As for no contributions if your income is under $30k, I suppose that could be because you can always carry forward your unused RRSP contributions, plus at under $30K you probably won't derive much benefit from the tax savings. I'm not expert on this so take it with a grain of salt. But lots of info available on the net and financial advisors aren't exactly hard to find these days!
RRSPs like everything else in this world have trade-offs associated with them. They are a good vehicle for tax free growth and can help you pay the government less income taxes. You can also use your RRSP for mutual funds (and you can choose the risks), capital gains or losses are not recognized like they are with mutual funds. Setting up a monthly RRSP contribution is a convenient way to save for retirement, and lets face it we should be retired for (hopefully) more years than we work so this is important. Plus CPP will be lucky to make it another 10-15 years nevermind 40-50 years.

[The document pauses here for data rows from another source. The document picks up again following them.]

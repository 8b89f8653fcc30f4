//! Configuration system
//!
//! [`SimulationConfig`] holds everything needed to populate and step a
//! simulation. It can be loaded from (and saved to) `.toml` or `.ron` files
//! through the [`Config`] trait; missing fields fall back to the defaults.
//!
//! ```toml
//! restitution = 1.0
//! time_step = 0.016
//! initial_mode = "indexed"
//! palette = [[255, 0, 0], [255, 165, 0], [255, 105, 180]]
//!
//! [world]
//! width = 1000.0
//! height = 700.0
//! spawn_margin = 60.0
//!
//! [bodies]
//! count = 200
//! radius_range = [12.0, 28.0]
//! velocity_range = [-150.0, 150.0]
//! mass_per_radius = 0.9
//!
//! [quadtree]
//! capacity = 6
//! max_depth = 16
//! ```

pub use serde::{Serialize, Deserialize};

use crate::physics::BroadPhaseMode;
use crate::spatial::{QuadtreeConfig, Region};

/// Configuration trait
pub trait Config: Serialize + for<'de> Deserialize<'de> + Default {
    /// Load configuration from file
    fn load_from_file(path: &str) -> Result<Self, ConfigError> {
        let contents = std::fs::read_to_string(path)
            .map_err(ConfigError::Io)?;

        // Try different formats
        if path.ends_with(".toml") {
            toml::from_str(&contents).map_err(|e| ConfigError::Parse(e.to_string()))
        } else if path.ends_with(".ron") {
            ron::from_str(&contents).map_err(|e| ConfigError::Parse(e.to_string()))
        } else {
            Err(ConfigError::UnsupportedFormat(path.to_string()))
        }
    }

    /// Save configuration to file
    fn save_to_file(&self, path: &str) -> Result<(), ConfigError> {
        let contents = if path.ends_with(".toml") {
            toml::to_string_pretty(self).map_err(|e| ConfigError::Serialize(e.to_string()))?
        } else if path.ends_with(".ron") {
            ron::ser::to_string_pretty(self, ron::ser::PrettyConfig::default())
                .map_err(|e| ConfigError::Serialize(e.to_string()))?
        } else {
            return Err(ConfigError::UnsupportedFormat(path.to_string()));
        };

        std::fs::write(path, contents).map_err(ConfigError::Io)
    }
}

/// Configuration errors
#[derive(thiserror::Error, Debug)]
pub enum ConfigError {
    /// IO error
    #[error("IO error: {0}")]
    Io(#[from] std::io::Error),

    /// Parse error
    #[error("Parse error: {0}")]
    Parse(String),

    /// Serialization error
    #[error("Serialization error: {0}")]
    Serialize(String),

    /// Unsupported format
    #[error("Unsupported format: {0}")]
    UnsupportedFormat(String),

    /// Values that parse but cannot drive a simulation
    #[error("Invalid configuration: {0}")]
    Invalid(String),
}

/// Simulation world extents
#[derive(Debug, Clone, PartialEq, Serialize, Deserialize)]
#[serde(default)]
pub struct WorldConfig {
    /// World width; x spans `[0, width]`
    pub width: f32,

    /// World height; y spans `[0, height]`
    pub height: f32,

    /// Distance from the walls kept free when placing the initial population
    pub spawn_margin: f32,
}

impl Default for WorldConfig {
    fn default() -> Self {
        Self {
            width: 1000.0,
            height: 700.0,
            spawn_margin: 60.0,
        }
    }
}

impl WorldConfig {
    /// Region covering the whole world
    pub fn bounds(&self) -> Region {
        Region::from_bounds(self.width, self.height)
    }
}

/// Population and per-body randomization ranges
#[derive(Debug, Clone, PartialEq, Serialize, Deserialize)]
#[serde(default)]
pub struct BodyConfig {
    /// Bodies created at start
    pub count: usize,

    /// Inclusive radius range
    pub radius_range: [f32; 2],

    /// Inclusive range for each velocity component
    pub velocity_range: [f32; 2],

    /// Mass = radius * mass_per_radius
    pub mass_per_radius: f32,
}

impl Default for BodyConfig {
    fn default() -> Self {
        Self {
            count: 200,
            radius_range: [12.0, 28.0],
            velocity_range: [-150.0, 150.0],
            mass_per_radius: 0.9,
        }
    }
}

/// RGB color used as a visual tag
pub type Rgb = [u8; 3];

/// Top-level simulation configuration
#[derive(Debug, Clone, PartialEq, Serialize, Deserialize)]
#[serde(default)]
pub struct SimulationConfig {
    /// Restitution for collision impulses (1 = perfectly elastic)
    pub restitution: f32,

    /// Fixed time step in seconds
    pub time_step: f32,

    /// Broad phase used until the mode is toggled
    pub initial_mode: BroadPhaseMode,

    /// Colors bodies are tagged with
    pub palette: Vec<Rgb>,

    /// World extents
    pub world: WorldConfig,

    /// Population settings
    pub bodies: BodyConfig,

    /// Spatial index settings
    pub quadtree: QuadtreeConfig,
}

impl Default for SimulationConfig {
    fn default() -> Self {
        Self {
            restitution: 1.0,
            time_step: 0.016,
            initial_mode: BroadPhaseMode::Exhaustive,
            palette: vec![[255, 0, 0], [255, 165, 0], [255, 105, 180]],
            world: WorldConfig::default(),
            bodies: BodyConfig::default(),
            quadtree: QuadtreeConfig::default(),
        }
    }
}

impl Config for SimulationConfig {}

impl SimulationConfig {
    /// Reject values that would produce degenerate bodies or bounds
    pub fn validate(&self) -> Result<(), ConfigError> {
        let world = &self.world;
        if !(world.width > 0.0 && world.height > 0.0 && world.width.is_finite() && world.height.is_finite()) {
            return Err(invalid(format!("world size must be positive, got {} x {}", world.width, world.height)));
        }
        if world.spawn_margin < 0.0 || world.spawn_margin * 2.0 > world.width.min(world.height) {
            return Err(invalid(format!(
                "spawn margin {} does not fit a {} x {} world",
                world.spawn_margin, world.width, world.height
            )));
        }

        let [min_radius, max_radius] = self.bodies.radius_range;
        if !(min_radius > 0.0 && min_radius <= max_radius && max_radius.is_finite()) {
            return Err(invalid(format!("radius range must be positive and ordered, got [{min_radius}, {max_radius}]")));
        }
        let [min_velocity, max_velocity] = self.bodies.velocity_range;
        if !(min_velocity <= max_velocity && min_velocity.is_finite() && max_velocity.is_finite()) {
            return Err(invalid(format!("velocity range must be ordered, got [{min_velocity}, {max_velocity}]")));
        }
        if !(self.bodies.mass_per_radius > 0.0 && self.bodies.mass_per_radius.is_finite()) {
            return Err(invalid(format!("mass per radius must be positive, got {}", self.bodies.mass_per_radius)));
        }

        if self.quadtree.capacity == 0 {
            return Err(invalid("quadtree capacity must be at least 1".to_string()));
        }
        if !(0.0..=1.0).contains(&self.restitution) {
            return Err(invalid(format!("restitution must be within [0, 1], got {}", self.restitution)));
        }
        if !(self.time_step > 0.0 && self.time_step.is_finite()) {
            return Err(invalid(format!("time step must be positive, got {}", self.time_step)));
        }
        if self.palette.is_empty() {
            return Err(invalid("palette must contain at least one color".to_string()));
        }

        Ok(())
    }
}

fn invalid(message: String) -> ConfigError {
    ConfigError::Invalid(message)
}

Company/govt pension plans are great, but you should not put all your eggs in that basket. Diversification is an important part of this equation, and you should mix your investments. The whole personal finance thing can be fairly confusing, and this is why so MANY people are in this field (pretty soon banks might as well be insurance companise). RRSPs are a convenient and easy way for people to save for retirement and in that aspect they are very suitable vehicle for savings. However, everyone should have a financial advisor unless they practice this area.
As for no contributions if your income is under $30k, I suppose that could be because you can always carry forward your unused RRSP contributions, plus at under $30K you probably won't derive much benefit from the tax savings. I'm not expert on this so take it with a grain of salt. But lots of info available on the net and financial advisors aren't exactly hard to find these days!
Put it this way.
If you make 30k your going to lose a percentage of it to taxes. We'll use 20% to make it easy. Forget about other deductions and just focus on tax and gross income. Now your 30,000 is 24,000. You now have 24K to live off and invest. Now say you use an RRSP. You have 10% put into an RRSP before you pay tax. Now you have 3000 in an RRSP and a 27,000 taxable income. The government takes there 20% and you are left with 21,600. If you add the 3000 in your RRSP's then your total is $24,600 compared to your total of 24,000 even without the RRSP. You just saved yourself 600, plus you have the 3000 earning interest all year long. Where as the other way you don't. Now if your one of the people who waits until tax season to make their contributions you will still get the same tax break as the guy who contributed equally all year but you will miss out on that year of compound interest.
The moral of the story is that no matter how you look at it RRSP's are a great way of growing your money. Even if you don't make enough to save any taxes you still get the benefit of the compound interest that goes along with your invest. Mind you, you still would have that compound interest should you chose to invest outside of an RRSP. So I guess the biggest benefit is the tax break but having an RRSP or any investment where a portion of your income is automatically deducted and applied to an investment is the easiest and most effective way of saving your money. I have been having monthy deductions taken off my paycheque for almost 3 years. I do not notice or think of it. Now a have a nestegg larger than I could have imagined for such a short period of time. Had I not gone the route of automatic deductions I know I probably would have spent it and have little to nothing to show for it.